impl Simulation {
    /// Create a new simulation with the given configuration and level.
    pub fn new(config: SimulationConfig, level: Level) -> Self {
        let player_controller = PlayerController::new(config.movement.clone());
        let enemy_controller = EnemyController::new(config.enemy.clone(), config.movement.clone());

        Self {
            frame: 0,
            config,
            level,
            players: Vec::new(),
            enemies: Vec::new(),
            projectiles: Vec::new(),
            impacts: Vec::new(),
            player_controller,
            enemy_controller,
            next_entity_id: 1,
        }
    }

    /// Create a simulation with default configuration and test arena.
    pub fn test() -> Self {
        Self::new(SimulationConfig::default(), Level::test_arena())
    }

    fn allocate_id(&mut self) -> EntityId {
        let id = self.next_entity_id;
        self.next_entity_id += 1;
        id
    }

    /// Add a player at the next player spawn point.
    ///
    /// Returns the player's ID.
    pub fn add_player(&mut self, name: &str) -> EntityId {
        let id = self.allocate_id();
        let (position, facing) = self.player_spawn(self.players.len());

        let mut player = Player::new(id, name.to_string(), position);
        player.view_angles.1 = facing;

        log::debug!("player {} ({}) joined at {:?}", id, name, position);
        self.players.push(player);
        id
    }

    /// Add an enemy at `position`.
    pub fn add_enemy(&mut self, position: Vec3) -> EntityId {
        let id = self.allocate_id();
        self.enemies
            .push(Enemy::new(id, position, &self.enemy_controller.config));
        id
    }

    /// Add an enemy at every enemy spawn point.
    pub fn spawn_enemies(&mut self) -> usize {
        let positions: Vec<Vec3> = self
            .level
            .spawns(SpawnType::Enemy)
            .map(|s| s.position)
            .collect();
        for position in &positions {
            self.add_enemy(*position);
        }
        positions.len()
    }

    /// Spawn position and facing for the player in `slot`.
    fn player_spawn(&self, slot: usize) -> (Vec3, f32) {
        let count = self.level.player_spawn_count().max(1);
        self.level
            .get_player_spawn(slot % count)
            .map_or((Vec3::ZERO, 0.0), |s| (s.position, s.facing))
    }

    /// Get a player by ID.
    pub fn get_player(&self, player_id: EntityId) -> Option<&Player> {
        self.players.iter().find(|p| p.id == player_id)
    }

    /// Get an enemy by ID.
    pub fn get_enemy(&self, enemy_id: EntityId) -> Option<&Enemy> {
        self.enemies.iter().find(|e| e.id == enemy_id)
    }

    /// Capabilities of every player and enemy, in stepping order.
    pub fn descriptors(&self) -> Vec<EntityDescriptor> {
        let movement = &self.config.movement;
        let enemy = &self.enemy_controller.config;

        self.players
            .iter()
            .map(|p| p.descriptor(movement))
            .chain(self.enemies.iter().map(|e| e.descriptor(enemy)))
            .collect()
    }

    /// Bodies of everything that collides, in stepping order.
    ///
    /// Bodies are stationary here; the tick fills in displacements once
    /// every mover has moved.
    pub fn body_snapshots(&self) -> Vec<BodySnapshot> {
        self.snapshot(&self.descriptors())
    }

    fn snapshot(&self, descriptors: &[EntityDescriptor]) -> Vec<BodySnapshot> {
        let positions = self
            .players
            .iter()
            .map(|p| p.position)
            .chain(self.enemies.iter().map(|e| e.position));

        descriptors
            .iter()
            .zip(positions)
            .filter_map(|(descriptor, position)| descriptor.snapshot(position, Vec3::ZERO))
            .collect()
    }

    /// Advance the simulation by one tick.
    ///
    /// # Arguments
    ///
    /// * `inputs` - Player inputs indexed by player position in the `players` array
    pub fn tick(&mut self, inputs: &[PlayerInput]) {
        let delta_time = self.config.delta_time();
        self.respawn_players();

        let mut descriptors = self.descriptors();
        let mut bodies = self.snapshot(&descriptors);
        let starts: Vec<Vec3> = bodies.iter().map(|b| b.position).collect();
        self.impacts.clear();

        // Players, then enemies, fill `bodies` in order.
        let mut fired = Vec::new();
        for (i, player) in self.players.iter_mut().enumerate() {
            let input = inputs.get(i).cloned().unwrap_or_default();
            let command = input.to_command(self.config.mouse_sensitivity);

            let scene = CollisionScene::new(&self.level.collision, &bodies);
            self.player_controller
                .update(player, &command, &scene, delta_time);
            bodies[i].position = player.position;

            player.update_timers();

            if player.can_fire() && (command.wants_fire() || command.wants_alt_fire()) {
                player.fire_cooldown = Player::FIRE_RATE;
                fired.push((
                    player.id,
                    player.eye_position(),
                    player.look_direction(),
                    command.wants_alt_fire(),
                ));
            }
        }

        let targets: Vec<Vec3> = self
            .players
            .iter()
            .filter(|p| p.is_alive())
            .map(|p| p.position)
            .collect();
        let offset = self.players.len();
        for (i, enemy) in self.enemies.iter_mut().enumerate() {
            enemy.target = nearest(enemy.position, &targets);

            let scene = CollisionScene::new(&self.level.collision, &bodies);
            self.enemy_controller.update(enemy, &scene, delta_time);
            bodies[offset + i].position = enemy.position;
        }

        for (owner, origin, direction, rocket) in fired {
            let id = self.allocate_id();
            let config = &self.config.projectile;
            let projectile = if rocket {
                Projectile::rocket(id, owner, origin, direction, config)
            } else {
                Projectile::bullet(id, owner, origin, direction, config)
            };
            self.projectiles.push(projectile);
        }

        // Projectiles see each mover sweeping from where it started to where
        // it ended up, so a bullet can catch a body crossing its path.
        for (body, start) in bodies.iter_mut().zip(starts) {
            body.displacement = body.position - start;
            body.position = start;
        }

        let mut impulses = vec![Vec3::ZERO; descriptors.len()];
        for (impact, damage, knockback) in self.step_projectiles(&bodies, delta_time) {
            apply_impact(&mut descriptors, &mut impulses, &impact, damage, knockback);
            self.impacts.push(impact);
        }
        self.commit_hits(&descriptors, &impulses);

        self.enemies.retain(|e| e.is_alive());
        self.frame += 1;

        log::trace!(
            "tick {}: {} players, {} enemies, {} projectiles, {} impacts",
            self.frame,
            self.players.len(),
            self.enemies.len(),
            self.projectiles.len(),
            self.impacts.len()
        );
    }

    /// Advance every projectile, dropping the ones that hit or expired.
    ///
    /// Returns each impact with the damage and knockback it carries.
    fn step_projectiles(
        &mut self,
        bodies: &[BodySnapshot],
        delta_time: f32,
    ) -> Vec<(ImpactEvent, i32, f32)> {
        let world = &self.level.collision;
        let mut impacts = Vec::new();

        self.projectiles.retain_mut(|projectile| {
            match projectile.step(world, bodies, delta_time) {
                ProjectileStep::Flying => true,
                ProjectileStep::Impact(event) => {
                    impacts.push((event, projectile.damage, projectile.knockback));
                    false
                }
                ProjectileStep::Expired => false,
            }
        });
        impacts
    }

    /// Write the health and knockback gathered in `descriptors` back to the
    /// entities they were built from.
    fn commit_hits(&mut self, descriptors: &[EntityDescriptor], impulses: &[Vec3]) {
        let (player_hits, enemy_hits) = descriptors.split_at(self.players.len());
        let (player_pushes, enemy_pushes) = impulses.split_at(self.players.len());

        for ((player, descriptor), push) in
            self.players.iter_mut().zip(player_hits).zip(player_pushes)
        {
            if let Some(health) = descriptor.damage {
                player.commit_health(health);
            }
            player.velocity += *push;
        }
        for ((enemy, descriptor), push) in
            self.enemies.iter_mut().zip(enemy_hits).zip(enemy_pushes)
        {
            if let Some(health) = descriptor.damage {
                enemy.health = health;
            }
            enemy.velocity += *push;
        }
    }

    /// Bring back dead players whose respawn delay has run out.
    fn respawn_players(&mut self) {
        for slot in 0..self.players.len() {
            if self.players[slot].ready_to_respawn() {
                let (position, facing) = self.player_spawn(slot);
                let player = &mut self.players[slot];
                player.respawn(position, facing);
                log::debug!("player {} respawned at {:?}", player.id, position);
            }
        }
    }

    /// Get the delta time for this simulation.
    pub fn delta_time(&self) -> f32 {
        self.config.delta_time()
    }
}

/// Apply one impact to the descriptor of whatever it hit.
///
/// Only damageable targets are affected: they lose health and are pushed
/// away from the projectile, along the negated contact normal.
fn apply_impact(
    descriptors: &mut [EntityDescriptor],
    impulses: &mut [Vec3],
    impact: &ImpactEvent,
    damage: i32,
    knockback: f32,
) {
    let HitTarget::Body(target) = impact.target else {
        return;
    };
    let Some(index) = descriptors.iter().position(|d| d.id == target) else {
        return;
    };
    if !descriptors[index].is_damageable() {
        return;
    }

    let dealt = descriptors[index].take_damage(damage);
    impulses[index] -= impact.normal * knockback;
    log::debug!("entity {} took {} damage", target, dealt);
}

fn nearest(from: Vec3, targets: &[Vec3]) -> Option<Vec3> {
    targets
        .iter()
        .copied()
        .min_by(|a, b| a.distance_squared(from).total_cmp(&b.distance_squared(from)))
}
────────
Exactly one number is the expected answer: the count of lines in the entries where the word "that" is found.

2